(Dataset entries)
----

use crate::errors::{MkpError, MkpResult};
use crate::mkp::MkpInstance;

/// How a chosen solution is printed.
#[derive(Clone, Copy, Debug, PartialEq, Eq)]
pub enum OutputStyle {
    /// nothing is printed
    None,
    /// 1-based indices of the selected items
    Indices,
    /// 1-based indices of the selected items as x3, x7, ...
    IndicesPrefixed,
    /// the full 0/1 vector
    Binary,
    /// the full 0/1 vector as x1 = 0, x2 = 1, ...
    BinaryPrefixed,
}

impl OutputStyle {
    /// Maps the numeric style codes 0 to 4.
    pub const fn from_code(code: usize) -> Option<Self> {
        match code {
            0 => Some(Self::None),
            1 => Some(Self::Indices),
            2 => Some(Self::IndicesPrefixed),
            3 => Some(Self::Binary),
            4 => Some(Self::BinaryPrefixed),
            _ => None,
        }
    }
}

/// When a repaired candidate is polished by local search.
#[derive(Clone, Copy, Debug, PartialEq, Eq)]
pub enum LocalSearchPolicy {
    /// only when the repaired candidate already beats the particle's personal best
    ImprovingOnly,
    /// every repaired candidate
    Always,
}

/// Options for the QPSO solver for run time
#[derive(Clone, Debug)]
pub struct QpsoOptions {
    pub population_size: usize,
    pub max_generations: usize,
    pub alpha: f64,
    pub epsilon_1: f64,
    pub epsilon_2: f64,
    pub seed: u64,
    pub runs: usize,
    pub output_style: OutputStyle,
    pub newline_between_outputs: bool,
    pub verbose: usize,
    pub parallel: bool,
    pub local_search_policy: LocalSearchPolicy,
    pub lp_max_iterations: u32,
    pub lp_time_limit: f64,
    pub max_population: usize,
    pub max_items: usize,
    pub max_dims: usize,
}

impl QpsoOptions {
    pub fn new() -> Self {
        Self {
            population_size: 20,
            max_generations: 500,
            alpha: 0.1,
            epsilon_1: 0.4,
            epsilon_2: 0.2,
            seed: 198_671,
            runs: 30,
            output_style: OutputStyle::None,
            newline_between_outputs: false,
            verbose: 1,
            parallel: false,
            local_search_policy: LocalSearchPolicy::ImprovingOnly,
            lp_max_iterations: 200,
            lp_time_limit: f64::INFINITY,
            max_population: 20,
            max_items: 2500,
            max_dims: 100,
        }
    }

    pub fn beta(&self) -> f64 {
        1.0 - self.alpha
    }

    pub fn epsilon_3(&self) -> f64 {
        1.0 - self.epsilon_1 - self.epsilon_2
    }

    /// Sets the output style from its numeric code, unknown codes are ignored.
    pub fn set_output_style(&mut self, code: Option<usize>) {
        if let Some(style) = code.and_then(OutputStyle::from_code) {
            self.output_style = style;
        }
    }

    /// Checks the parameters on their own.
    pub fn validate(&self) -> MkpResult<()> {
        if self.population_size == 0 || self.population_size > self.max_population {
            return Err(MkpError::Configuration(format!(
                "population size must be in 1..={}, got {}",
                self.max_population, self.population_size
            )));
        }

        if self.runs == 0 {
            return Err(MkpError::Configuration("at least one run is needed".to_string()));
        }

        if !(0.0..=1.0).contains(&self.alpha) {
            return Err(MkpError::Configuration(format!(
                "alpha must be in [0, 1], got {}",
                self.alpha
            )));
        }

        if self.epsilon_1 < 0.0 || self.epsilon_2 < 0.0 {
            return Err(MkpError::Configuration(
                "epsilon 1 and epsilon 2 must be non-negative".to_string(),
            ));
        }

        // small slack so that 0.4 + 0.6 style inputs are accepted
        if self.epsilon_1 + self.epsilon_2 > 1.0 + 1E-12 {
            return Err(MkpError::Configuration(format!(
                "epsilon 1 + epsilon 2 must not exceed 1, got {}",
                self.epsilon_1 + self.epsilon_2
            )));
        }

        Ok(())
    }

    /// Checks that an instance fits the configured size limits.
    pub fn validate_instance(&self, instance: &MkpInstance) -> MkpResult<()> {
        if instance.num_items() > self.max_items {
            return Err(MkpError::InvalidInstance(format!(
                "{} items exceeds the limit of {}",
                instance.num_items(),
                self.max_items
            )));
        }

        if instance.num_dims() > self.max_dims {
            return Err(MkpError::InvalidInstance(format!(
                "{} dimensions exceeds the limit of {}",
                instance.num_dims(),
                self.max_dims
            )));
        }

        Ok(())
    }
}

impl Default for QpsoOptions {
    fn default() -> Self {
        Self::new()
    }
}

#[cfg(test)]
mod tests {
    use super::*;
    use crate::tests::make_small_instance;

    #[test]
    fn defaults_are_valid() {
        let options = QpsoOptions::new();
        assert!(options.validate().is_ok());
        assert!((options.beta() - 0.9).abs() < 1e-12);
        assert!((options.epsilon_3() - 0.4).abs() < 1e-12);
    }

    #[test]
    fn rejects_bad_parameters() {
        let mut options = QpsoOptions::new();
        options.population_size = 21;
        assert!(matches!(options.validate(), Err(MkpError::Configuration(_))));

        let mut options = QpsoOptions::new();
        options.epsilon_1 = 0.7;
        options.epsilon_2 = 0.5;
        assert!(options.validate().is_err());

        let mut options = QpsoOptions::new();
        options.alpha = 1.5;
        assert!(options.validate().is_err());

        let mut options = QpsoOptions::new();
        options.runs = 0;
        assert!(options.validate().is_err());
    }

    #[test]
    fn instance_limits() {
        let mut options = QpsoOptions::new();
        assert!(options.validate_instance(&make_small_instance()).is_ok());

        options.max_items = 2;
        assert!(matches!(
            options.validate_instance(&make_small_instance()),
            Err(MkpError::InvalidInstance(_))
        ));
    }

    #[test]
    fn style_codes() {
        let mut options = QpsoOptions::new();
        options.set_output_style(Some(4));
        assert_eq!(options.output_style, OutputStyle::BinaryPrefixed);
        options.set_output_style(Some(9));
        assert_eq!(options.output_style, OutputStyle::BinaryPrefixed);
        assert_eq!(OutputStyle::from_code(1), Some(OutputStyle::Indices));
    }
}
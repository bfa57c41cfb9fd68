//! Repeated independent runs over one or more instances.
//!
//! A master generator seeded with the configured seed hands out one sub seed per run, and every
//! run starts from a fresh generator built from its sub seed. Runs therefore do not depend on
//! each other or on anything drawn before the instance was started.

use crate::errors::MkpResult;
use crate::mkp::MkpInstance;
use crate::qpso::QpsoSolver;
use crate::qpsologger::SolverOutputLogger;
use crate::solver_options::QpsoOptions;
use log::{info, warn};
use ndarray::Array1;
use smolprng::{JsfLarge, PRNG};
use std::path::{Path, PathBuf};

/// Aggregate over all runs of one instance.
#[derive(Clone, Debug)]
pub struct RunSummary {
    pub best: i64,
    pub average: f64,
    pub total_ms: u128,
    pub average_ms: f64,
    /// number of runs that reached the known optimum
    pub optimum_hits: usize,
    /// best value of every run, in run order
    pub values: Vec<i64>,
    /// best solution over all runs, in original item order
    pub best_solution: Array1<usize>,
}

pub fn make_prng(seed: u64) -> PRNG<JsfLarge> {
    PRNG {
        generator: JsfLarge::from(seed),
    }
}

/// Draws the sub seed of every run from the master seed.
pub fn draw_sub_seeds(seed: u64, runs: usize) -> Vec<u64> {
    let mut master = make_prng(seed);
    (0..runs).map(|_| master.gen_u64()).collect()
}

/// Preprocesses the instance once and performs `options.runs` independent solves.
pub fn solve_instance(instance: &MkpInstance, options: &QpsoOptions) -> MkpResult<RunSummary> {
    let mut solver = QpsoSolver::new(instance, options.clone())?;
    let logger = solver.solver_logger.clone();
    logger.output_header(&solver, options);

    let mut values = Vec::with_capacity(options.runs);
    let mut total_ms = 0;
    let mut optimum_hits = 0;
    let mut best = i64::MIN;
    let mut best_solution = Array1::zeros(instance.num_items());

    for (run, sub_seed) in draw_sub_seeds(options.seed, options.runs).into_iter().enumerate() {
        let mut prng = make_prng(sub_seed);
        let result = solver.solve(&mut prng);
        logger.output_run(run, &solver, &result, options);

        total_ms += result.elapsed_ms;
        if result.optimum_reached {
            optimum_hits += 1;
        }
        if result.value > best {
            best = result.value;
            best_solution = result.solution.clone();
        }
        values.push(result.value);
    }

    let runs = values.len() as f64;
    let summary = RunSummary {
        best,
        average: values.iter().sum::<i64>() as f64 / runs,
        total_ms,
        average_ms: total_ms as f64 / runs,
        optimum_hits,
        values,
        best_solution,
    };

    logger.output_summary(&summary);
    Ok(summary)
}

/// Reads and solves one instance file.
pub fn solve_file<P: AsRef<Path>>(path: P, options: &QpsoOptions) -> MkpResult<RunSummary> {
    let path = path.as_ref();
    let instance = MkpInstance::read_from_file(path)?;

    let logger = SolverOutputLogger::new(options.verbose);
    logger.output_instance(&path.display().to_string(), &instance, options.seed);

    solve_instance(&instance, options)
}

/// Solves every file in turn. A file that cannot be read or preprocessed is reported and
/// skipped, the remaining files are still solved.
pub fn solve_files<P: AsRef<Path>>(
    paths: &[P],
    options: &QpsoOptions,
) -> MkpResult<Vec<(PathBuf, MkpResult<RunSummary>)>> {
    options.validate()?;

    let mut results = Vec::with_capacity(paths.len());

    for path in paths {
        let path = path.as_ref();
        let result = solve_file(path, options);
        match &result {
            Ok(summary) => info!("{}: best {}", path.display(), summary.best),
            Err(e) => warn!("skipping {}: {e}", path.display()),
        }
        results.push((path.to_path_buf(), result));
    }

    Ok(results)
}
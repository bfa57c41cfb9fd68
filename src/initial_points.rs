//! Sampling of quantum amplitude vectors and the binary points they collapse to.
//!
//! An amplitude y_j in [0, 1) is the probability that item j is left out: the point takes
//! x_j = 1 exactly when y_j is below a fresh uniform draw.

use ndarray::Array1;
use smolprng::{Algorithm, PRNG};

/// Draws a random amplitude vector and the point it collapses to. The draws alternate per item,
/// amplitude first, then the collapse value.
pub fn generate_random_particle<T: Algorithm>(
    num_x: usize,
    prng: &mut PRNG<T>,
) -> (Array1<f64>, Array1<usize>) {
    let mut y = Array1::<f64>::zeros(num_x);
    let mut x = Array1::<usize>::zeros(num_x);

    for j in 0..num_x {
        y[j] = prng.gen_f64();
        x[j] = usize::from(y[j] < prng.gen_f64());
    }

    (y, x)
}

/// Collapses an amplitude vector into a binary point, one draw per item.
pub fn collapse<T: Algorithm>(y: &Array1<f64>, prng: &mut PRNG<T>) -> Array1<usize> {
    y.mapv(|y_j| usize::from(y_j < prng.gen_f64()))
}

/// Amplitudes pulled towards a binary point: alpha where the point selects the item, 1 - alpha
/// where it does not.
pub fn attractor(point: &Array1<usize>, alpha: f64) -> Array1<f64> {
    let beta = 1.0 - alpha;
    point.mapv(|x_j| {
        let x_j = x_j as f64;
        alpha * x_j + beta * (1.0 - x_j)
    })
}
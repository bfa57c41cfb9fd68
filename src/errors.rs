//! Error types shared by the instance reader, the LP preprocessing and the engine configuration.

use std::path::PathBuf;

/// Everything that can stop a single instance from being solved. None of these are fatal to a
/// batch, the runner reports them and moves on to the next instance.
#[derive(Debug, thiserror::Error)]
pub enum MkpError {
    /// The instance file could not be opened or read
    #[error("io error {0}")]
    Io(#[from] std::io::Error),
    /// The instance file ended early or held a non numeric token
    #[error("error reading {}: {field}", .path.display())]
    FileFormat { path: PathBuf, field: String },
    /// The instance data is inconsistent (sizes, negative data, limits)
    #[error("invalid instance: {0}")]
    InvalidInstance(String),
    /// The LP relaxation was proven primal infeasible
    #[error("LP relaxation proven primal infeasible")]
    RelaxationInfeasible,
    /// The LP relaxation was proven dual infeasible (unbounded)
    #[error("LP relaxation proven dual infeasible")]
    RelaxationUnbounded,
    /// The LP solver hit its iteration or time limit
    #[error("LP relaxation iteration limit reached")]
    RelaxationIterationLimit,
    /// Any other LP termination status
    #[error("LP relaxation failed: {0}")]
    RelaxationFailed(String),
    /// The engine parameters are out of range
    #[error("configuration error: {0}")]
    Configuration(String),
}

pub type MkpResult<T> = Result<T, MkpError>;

----

Activity: In the entries above, find each line with "LocalSearchPolicy" and copy it.

The completed task:
pub enum LocalSearchPolicy {
    pub local_search_policy: LocalSearchPolicy,
            local_search_policy: LocalSearchPolicy::ImprovingOnly,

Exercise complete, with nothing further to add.